There are case reports and case series describing patients with coexisting clinical diseases of anti-GBM antibody and AAV.23,24 In one such large case series, Levy et al found that patients with double-positive disease were significantly older compared to patients with isolated anti-GBM disease.22 Patients with double-antibody positive disease often presented with advanced renal failure, with 70% of patients requiring immediate renal replacement therapy compared with 55% of patients with isolated anti-GBM disease. Also, recovery of renal function despite appropriate immunosuppression and plasma exchange is rare. Also, recovery of renal function despite appropriate immunosuppression and plasma exchange is rare in patients with double-antibody positive disease.22 Approximately 75% of patients presenting with ANCA disease and severe renal failure requiring renal replacement therapy, tended to recover renal function with adequate treatment with immunosuppressive medications, whereas patients with anti-GBM disease are less likely to recover renal function (approximately 8%) if presenting with advanced renal failure.22 Thus, clinical progression of patients with double-antibody positive disease is worse than AAV, but similar to anti-GBM disease.

This case presented significant challenges in diagnostic and therapeutic approaches. Even though the patient had a history of GPA, and recurrence was most likely, GPA does not cause linear IgG deposition on basement membranes. The patient’s anti-PR3 level, although positive, was very low compared to his prior presentation. Also, linear IgG staining presented the possibility of the presence of anti-GBM disease. However, serologic test for the anti-GBM antibody using ELISA testing was negative. To our knowledge, this finding has not been reported in literature.

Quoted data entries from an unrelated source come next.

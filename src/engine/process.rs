//! Owns one engine subprocess and its pipes.
//!
//! The engine is started with stdin/stdout piped and its stdout switched to
//! non-blocking mode. Reads wait on `poll(2)` for at most the caller's
//! interval, then take whatever is available up to a fixed cap, so an engine
//! that never stops printing cannot hold a reader past its deadline. The
//! child is always killed and reaped when the handle is dropped.

use std::io::{self, Read, Write};
use std::os::fd::{AsFd, AsRawFd};
use std::os::unix::process::CommandExt;
use std::process::{Child, ChildStdin, ChildStdout, Command, ExitStatus, Stdio};
use std::time::{Duration, Instant};

use nix::fcntl::{fcntl, FcntlArg, OFlag};
use nix::poll::{poll, PollFd, PollFlags, PollTimeout};
use nix::sys::signal::{killpg, Signal};
use nix::unistd::Pid;

use crate::engine::protocol::LINE_TERMINATOR;
use crate::error::EngineError;

/// Read buffer size for one `read(2)` call
const READ_CHUNK: usize = 4096;

/// Most bytes returned by one `read_available` call
const MAX_READ_BYTES: usize = 64 * 1024;

/// How often `terminate` checks whether the child has exited
const EXIT_POLL_INTERVAL: Duration = Duration::from_millis(10);

/// What to run for each engine process.
#[derive(Debug, Clone, PartialEq, Eq)]
pub struct EngineCommand {
    /// Executable path
    pub path: String,
    /// Extra arguments
    pub args: Vec<String>,
    /// Niceness applied in the child before exec
    pub nice: Option<i32>,
}

impl EngineCommand {
    pub fn new(path: impl Into<String>) -> Self {
        Self {
            path: path.into(),
            args: Vec::new(),
            nice: None,
        }
    }

    pub fn arg(mut self, arg: impl Into<String>) -> Self {
        self.args.push(arg.into());
        self
    }

    pub fn nice(mut self, nice: i32) -> Self {
        self.nice = Some(nice);
        self
    }
}

/// A running engine subprocess.
pub struct EngineProcess {
    child: Child,
    stdin: Option<ChildStdin>,
    stdout: ChildStdout,
    /// Set once stdout reported EOF
    eof: bool,
    /// Set once the child has been waited for; its pid may be reused after
    reaped: Option<ExitStatus>,
}

impl EngineProcess {
    /// Start the engine with piped standard streams.
    pub fn spawn(command: &EngineCommand) -> Result<Self, EngineError> {
        let spawn_error = |source: io::Error| EngineError::Spawn {
            path: command.path.clone(),
            source,
        };

        let mut cmd = Command::new(&command.path);
        cmd.args(&command.args)
            .stdin(Stdio::piped())
            .stdout(Stdio::piped())
            .stderr(Stdio::null())
            // Own process group: a Ctrl-C aimed at the daemon must not reach
            // the engines before the pool shuts them down.
            .process_group(0);

        if let Some(nice) = command.nice {
            // SAFETY: setpriority is async-signal-safe and touches no
            // parent state.
            unsafe {
                cmd.pre_exec(move || {
                    if libc::setpriority(libc::PRIO_PROCESS, 0, nice) == -1 {
                        return Err(io::Error::last_os_error());
                    }
                    Ok(())
                });
            }
        }

        let mut child = cmd.spawn().map_err(spawn_error)?;

        let stdin = child.stdin.take();
        let stdout = match child.stdout.take() {
            Some(stdout) => stdout,
            None => {
                let _ = child.kill();
                let _ = child.wait();
                return Err(spawn_error(io::Error::new(
                    io::ErrorKind::BrokenPipe,
                    "engine stdout was not captured",
                )));
            }
        };

        if let Err(e) = set_nonblocking(&stdout) {
            let _ = child.kill();
            let _ = child.wait();
            return Err(spawn_error(e));
        }

        Ok(Self {
            child,
            stdin,
            stdout,
            eof: false,
            reaped: None,
        })
    }

    /// OS process id.
    pub fn pid(&self) -> u32 {
        self.child.id()
    }

    /// Write `text`, adding a line terminator if missing, and flush.
    pub fn write(&mut self, text: &str) -> Result<(), EngineError> {
        let stdin = self.stdin.as_mut().ok_or(EngineError::Exited)?;

        stdin.write_all(text.as_bytes()).map_err(EngineError::Write)?;
        if !text.ends_with(LINE_TERMINATOR) {
            let mut buf = [0u8; 4];
            stdin
                .write_all(LINE_TERMINATOR.encode_utf8(&mut buf).as_bytes())
                .map_err(EngineError::Write)?;
        }
        stdin.flush().map_err(EngineError::Write)
    }

    /// Read whatever output is available, waiting at most `wait` for the
    /// first byte. Stops after `MAX_READ_BYTES` even if more is pending.
    ///
    /// Returns an empty buffer when nothing arrived in time. Returns
    /// `EngineError::Exited` once stdout is closed and fully drained.
    pub fn read_available(&mut self, wait: Duration) -> Result<Vec<u8>, EngineError> {
        if self.eof {
            return Err(EngineError::Exited);
        }

        if !self.wait_readable(wait)? {
            return Ok(Vec::new());
        }

        let mut out = Vec::new();
        let mut buf = [0u8; READ_CHUNK];
        while out.len() < MAX_READ_BYTES {
            let room = READ_CHUNK.min(MAX_READ_BYTES - out.len());
            match self.stdout.read(&mut buf[..room]) {
                Ok(0) => {
                    self.eof = true;
                    break;
                }
                Ok(n) => out.extend_from_slice(&buf[..n]),
                Err(e) if e.kind() == io::ErrorKind::WouldBlock => break,
                Err(e) if e.kind() == io::ErrorKind::Interrupted => continue,
                Err(e) => return Err(EngineError::Read(e)),
            }
        }

        if out.is_empty() && self.eof {
            return Err(EngineError::Exited);
        }
        Ok(out)
    }

    /// True while the child has not exited.
    pub fn is_alive(&mut self) -> bool {
        if self.reaped.is_some() {
            return false;
        }
        match self.child.try_wait() {
            Ok(None) => true,
            Ok(Some(status)) => {
                self.reaped = Some(status);
                false
            }
            Err(_) => false,
        }
    }

    /// SIGTERM the process group, wait up to `grace`, then SIGKILL.
    /// Always reaps the child.
    ///
    /// Returns the exit status if the child could be reaped.
    pub fn terminate(&mut self, grace: Duration) -> Option<ExitStatus> {
        if self.reaped.is_some() {
            return self.reaped;
        }
        // Closing stdin lets a well-behaved engine exit on EOF.
        self.stdin = None;
        let _ = killpg(self.pgid(), Signal::SIGTERM);

        let deadline = Instant::now() + grace;
        while Instant::now() < deadline {
            match self.child.try_wait() {
                Ok(Some(status)) => {
                    self.reaped = Some(status);
                    return self.reaped;
                }
                Ok(None) => std::thread::sleep(EXIT_POLL_INTERVAL),
                Err(_) => break,
            }
        }

        self.kill()
    }

    /// SIGKILL the engine's process group and reap the child.
    pub fn kill(&mut self) -> Option<ExitStatus> {
        if self.reaped.is_some() {
            return self.reaped;
        }
        self.stdin = None;
        if killpg(self.pgid(), Signal::SIGKILL).is_err() {
            let _ = self.child.kill();
        }
        self.reaped = self.child.wait().ok();
        self.reaped
    }

    /// The engine leads its own process group.
    fn pgid(&self) -> Pid {
        Pid::from_raw(self.child.id() as i32)
    }

    fn wait_readable(&self, wait: Duration) -> Result<bool, EngineError> {
        let millis = wait.as_millis().min(u16::MAX as u128) as u16;
        let mut fds = [PollFd::new(self.stdout.as_fd(), PollFlags::POLLIN)];
        match poll(&mut fds, PollTimeout::from(millis)) {
            Ok(0) => Ok(false),
            Ok(_) => Ok(true),
            Err(nix::errno::Errno::EINTR) => Ok(false),
            Err(errno) => Err(EngineError::Read(io::Error::from(errno))),
        }
    }
}

impl Drop for EngineProcess {
    fn drop(&mut self) {
        self.kill();
    }
}

fn set_nonblocking(stdout: &ChildStdout) -> io::Result<()> {
    let fd = stdout.as_raw_fd();
    let flags = fcntl(fd, FcntlArg::F_GETFL).map_err(io::Error::from)?;
    let flags = OFlag::from_bits_truncate(flags) | OFlag::O_NONBLOCK;
    fcntl(fd, FcntlArg::F_SETFL(flags)).map_err(io::Error::from)?;
    Ok(())
}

It is unclear whether there is any direct correlation between ANCA and anti-GBM antibodies. However, retrospective studies have demonstrated that in some cases, development of ANCA antibodies precede development of anti-GBM antibodies, years to decades before the onset of clinical disease.25 The anti-GBM antibody was demonstrated at low-level titers in these patients for years with rapidly rising titers shortly before development of clinical disease.25 The mechanism by which ANCA may lead to anti-GBM disease is unclear but may be associated with ANCA induced damage to the GBM.25

The treatment decision in this patient had to be based on clinical presentation, which was consistent with GPA given the prior history and positive anti-PR3 antibody. Since the patient did not present with any pulmonary hemorrhage and his renal disease was not very severe (serum Cr level <5 mg/dL), this patient would not likely benefit from plasmapheresis for treatment of GPA. If we were to consider treating the anti-GBM disease based on his renal histopathology, the treatment with plasmapheresis may be indicated. However, the duration of plasmapheresis, as well as treatment response in the case of anti-GBM is followed by anti-GBM antibody titer. In our case the titer was negative, as detected by available commercial assay. Therefore, it would have been difficult to follow the treatment response and determine the duration of plasmapheresis. Therefore, the decision was made to proceed with immunosuppression with prednisone and cyclophosphamide and not to proceed with plasmapheresis. He had partial response with Scr stabilized at 2.8 mg/dL and proteinuria decreased to 800 mg/day, 3 months later.

Conclusion

The diagnosis of glomerulonephritis is not always straightforward and requires careful interpretation of clinical, serologic, and pathologic findings. The treatment of glomerulonephritis often includes immunosuppression and may even require plasmapheresis. Clinical decision-making therefore should be made based on risk-benefit analysis of potential treatment options. This case presents a clinical dilemma challenged with conflicting serologic and histopathologic findings.